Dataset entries
============

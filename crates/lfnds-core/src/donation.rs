//! # Donation Types
//!
//! A donation is the extra amount a shopper adds on top of an order, split
//! across one or more receivers. Amounts are always in minor units (cents).

use crate::error::{codes, ElefundsError, ElefundsResult};
use chrono::{DateTime, Utc};
use serde::{Deserialize, Serialize};
use std::any::Any;
use std::fmt::Debug;

/// Contact details of the shopper, sent along when a donation receipt is wanted
#[derive(Debug, Clone, Default, PartialEq, Eq, Serialize, Deserialize)]
#[serde(rename_all = "camelCase")]
pub struct Donator {
    pub email: String,
    pub first_name: String,
    pub last_name: String,
    pub street_address: String,
    pub zip: String,
    pub city: String,
    /// Two letter countrycode
    #[serde(skip_serializing_if = "Option::is_none")]
    pub countrycode: Option<String>,
    #[serde(skip_serializing_if = "Option::is_none")]
    pub company: Option<String>,
}

/// Wire shape of a donation
#[derive(Debug, Clone, Default, PartialEq, Serialize, Deserialize)]
#[serde(rename_all = "camelCase", default)]
pub struct DonationRecord {
    /// Shop side order id
    pub foreign_id: String,

    /// When the shopper donated
    #[serde(rename = "donationTimestamp", skip_serializing_if = "Option::is_none")]
    pub time: Option<DateTime<Utc>>,

    /// Donated amount in minor units
    #[serde(rename = "donationAmount")]
    pub amount: i64,

    /// Amount the widget suggested
    #[serde(
        rename = "donationAmountSuggested",
        skip_serializing_if = "Option::is_none"
    )]
    pub suggested_amount: Option<i64>,

    /// Order total without the donation
    #[serde(skip_serializing_if = "Option::is_none")]
    pub grand_total: Option<i64>,

    /// Receivers the shopper selected
    #[serde(rename = "receivers")]
    pub receiver_ids: Vec<u32>,

    /// Receivers that were on offer
    #[serde(rename = "receiversAvailable")]
    pub available_receiver_ids: Vec<u32>,

    #[serde(skip_serializing_if = "Option::is_none")]
    pub donator: Option<Donator>,
}

impl DonationRecord {
    /// Create a donation for an order
    pub fn new(foreign_id: impl Into<String>, amount: i64, receiver_ids: Vec<u32>) -> Self {
        Self {
            foreign_id: foreign_id.into(),
            time: Some(Utc::now()),
            amount,
            available_receiver_ids: receiver_ids.clone(),
            receiver_ids,
            ..Self::default()
        }
    }

    /// Builder: set the suggested amount
    pub fn with_suggested_amount(mut self, amount: i64) -> Self {
        self.suggested_amount = Some(amount);
        self
    }

    /// Builder: set the order total
    pub fn with_grand_total(mut self, total: i64) -> Self {
        self.grand_total = Some(total);
        self
    }

    /// Builder: set the receivers that were on offer
    pub fn with_available_receivers(mut self, ids: Vec<u32>) -> Self {
        self.available_receiver_ids = ids;
        self
    }

    /// Builder: attach donator details
    pub fn with_donator(mut self, donator: Donator) -> Self {
        self.donator = Some(donator);
        self
    }

    /// Check the record can be submitted to the API
    pub fn validate(&self) -> ElefundsResult<()> {
        if self.foreign_id.trim().is_empty() {
            return Err(ElefundsError::validation(
                codes::INVALID_DONATION,
                "Donation needs a foreign id",
            ));
        }
        if self.amount <= 0 {
            return Err(ElefundsError::validation(
                codes::INVALID_DONATION,
                format!(
                    "Donation {} must have a positive amount, got {}",
                    self.foreign_id, self.amount
                ),
            ));
        }
        if self.receiver_ids.is_empty() {
            return Err(ElefundsError::validation(
                codes::INVALID_DONATION,
                format!("Donation {} has no receivers", self.foreign_id),
            ));
        }
        Ok(())
    }
}

/// A donation as seen by the SDK.
///
/// Hosts that need shop specific fields implement this on their own type and
/// register it with the [`ModelFactory`](crate::factory::ModelFactory).
pub trait Donation: Any + Debug + Send + Sync {
    fn record(&self) -> &DonationRecord;

    fn record_mut(&mut self) -> &mut DonationRecord;

    /// Access to the concrete type, for downcasting
    fn as_any(&self) -> &dyn Any;
}

/// Default donation implementation
#[derive(Debug, Clone, Default, PartialEq)]
pub struct BaseDonation {
    record: DonationRecord,
}

impl BaseDonation {
    pub fn new(record: DonationRecord) -> Self {
        Self { record }
    }
}

impl Donation for BaseDonation {
    fn record(&self) -> &DonationRecord {
        &self.record
    }

    fn record_mut(&mut self) -> &mut DonationRecord {
        &mut self.record
    }

    fn as_any(&self) -> &dyn Any {
        self
    }
}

============

About this task: Please reproduce the data as it was given, with every line exact.

Result of the exercise:
filename crates/lfnds-core/src/donation.rs
//! # Donation Types
//!
//! A donation is the extra amount a shopper adds on top of an order, split
//! across one or more receivers. Amounts are always in minor units (cents).

use crate::error::{codes, ElefundsError, ElefundsResult};
use chrono::{DateTime, Utc};
use serde::{Deserialize, Serialize};
use std::any::Any;
use std::fmt::Debug;

/// Contact details of the shopper, sent along when a donation receipt is wanted
#[derive(Debug, Clone, Default, PartialEq, Eq, Serialize, Deserialize)]
#[serde(rename_all = "camelCase")]
pub struct Donator {
    pub email: String,
    pub first_name: String,
    pub last_name: String,
    pub street_address: String,
    pub zip: String,
    pub city: String,
    /// Two letter countrycode
    #[serde(skip_serializing_if = "Option::is_none")]
    pub countrycode: Option<String>,
    #[serde(skip_serializing_if = "Option::is_none")]
    pub company: Option<String>,
}

/// Wire shape of a donation
#[derive(Debug, Clone, Default, PartialEq, Serialize, Deserialize)]
#[serde(rename_all = "camelCase", default)]
pub struct DonationRecord {
    /// Shop side order id
    pub foreign_id: String,

    /// When the shopper donated
    #[serde(rename = "donationTimestamp", skip_serializing_if = "Option::is_none")]
    pub time: Option<DateTime<Utc>>,

    /// Donated amount in minor units
    #[serde(rename = "donationAmount")]
    pub amount: i64,

    /// Amount the widget suggested
    #[serde(
        rename = "donationAmountSuggested",
        skip_serializing_if = "Option::is_none"
    )]
    pub suggested_amount: Option<i64>,

    /// Order total without the donation
    #[serde(skip_serializing_if = "Option::is_none")]
    pub grand_total: Option<i64>,

    /// Receivers the shopper selected
    #[serde(rename = "receivers")]
    pub receiver_ids: Vec<u32>,

    /// Receivers that were on offer
    #[serde(rename = "receiversAvailable")]
    pub available_receiver_ids: Vec<u32>,

    #[serde(skip_serializing_if = "Option::is_none")]
    pub donator: Option<Donator>,
}

impl DonationRecord {
    /// Create a donation for an order
    pub fn new(foreign_id: impl Into<String>, amount: i64, receiver_ids: Vec<u32>) -> Self {
        Self {
            foreign_id: foreign_id.into(),
            time: Some(Utc::now()),
            amount,
            available_receiver_ids: receiver_ids.clone(),
            receiver_ids,
            ..Self::default()
        }
    }

    /// Builder: set the suggested amount
    pub fn with_suggested_amount(mut self, amount: i64) -> Self {
        self.suggested_amount = Some(amount);
        self
    }

    /// Builder: set the order total
    pub fn with_grand_total(mut self, total: i64) -> Self {
        self.grand_total = Some(total);
        self
    }

    /// Builder: set the receivers that were on offer
    pub fn with_available_receivers(mut self, ids: Vec<u32>) -> Self {
        self.available_receiver_ids = ids;
        self
    }

    /// Builder: attach donator details
    pub fn with_donator(mut self, donator: Donator) -> Self {
        self.donator = Some(donator);
        self
    }

    /// Check the record can be submitted to the API
    pub fn validate(&self) -> ElefundsResult<()> {
        if self.foreign_id.trim().is_empty() {
            return Err(ElefundsError::validation(
                codes::INVALID_DONATION,
                "Donation needs a foreign id",
            ));
        }
        if self.amount <= 0 {
            return Err(ElefundsError::validation(
                codes::INVALID_DONATION,
                format!(
                    "Donation {} must have a positive amount, got {}",
                    self.foreign_id, self.amount
                ),
            ));
        }
        if self.receiver_ids.is_empty() {
            return Err(ElefundsError::validation(
                codes::INVALID_DONATION,
                format!("Donation {} has no receivers", self.foreign_id),
            ));
        }
        Ok(())
    }
}

/// A donation as seen by the SDK.
///
/// Hosts that need shop specific fields implement this on their own type and
/// register it with the [`ModelFactory`](crate::factory::ModelFactory).
pub trait Donation: Any + Debug + Send + Sync {
    fn record(&self) -> &DonationRecord;

    fn record_mut(&mut self) -> &mut DonationRecord;

    /// Access to the concrete type, for downcasting
    fn as_any(&self) -> &dyn Any;
}

/// Default donation implementation
#[derive(Debug, Clone, Default, PartialEq)]
pub struct BaseDonation {
    record: DonationRecord,
}

impl BaseDonation {
    pub fn new(record: DonationRecord) -> Self {
        Self { record }
    }
}

impl Donation for BaseDonation {
    fn record(&self) -> &DonationRecord {
        &self.record
    }

    fn record_mut(&mut self) -> &mut DonationRecord {
        &mut self.record
    }

    fn as_any(&self) -> &dyn Any {
        self
    }
}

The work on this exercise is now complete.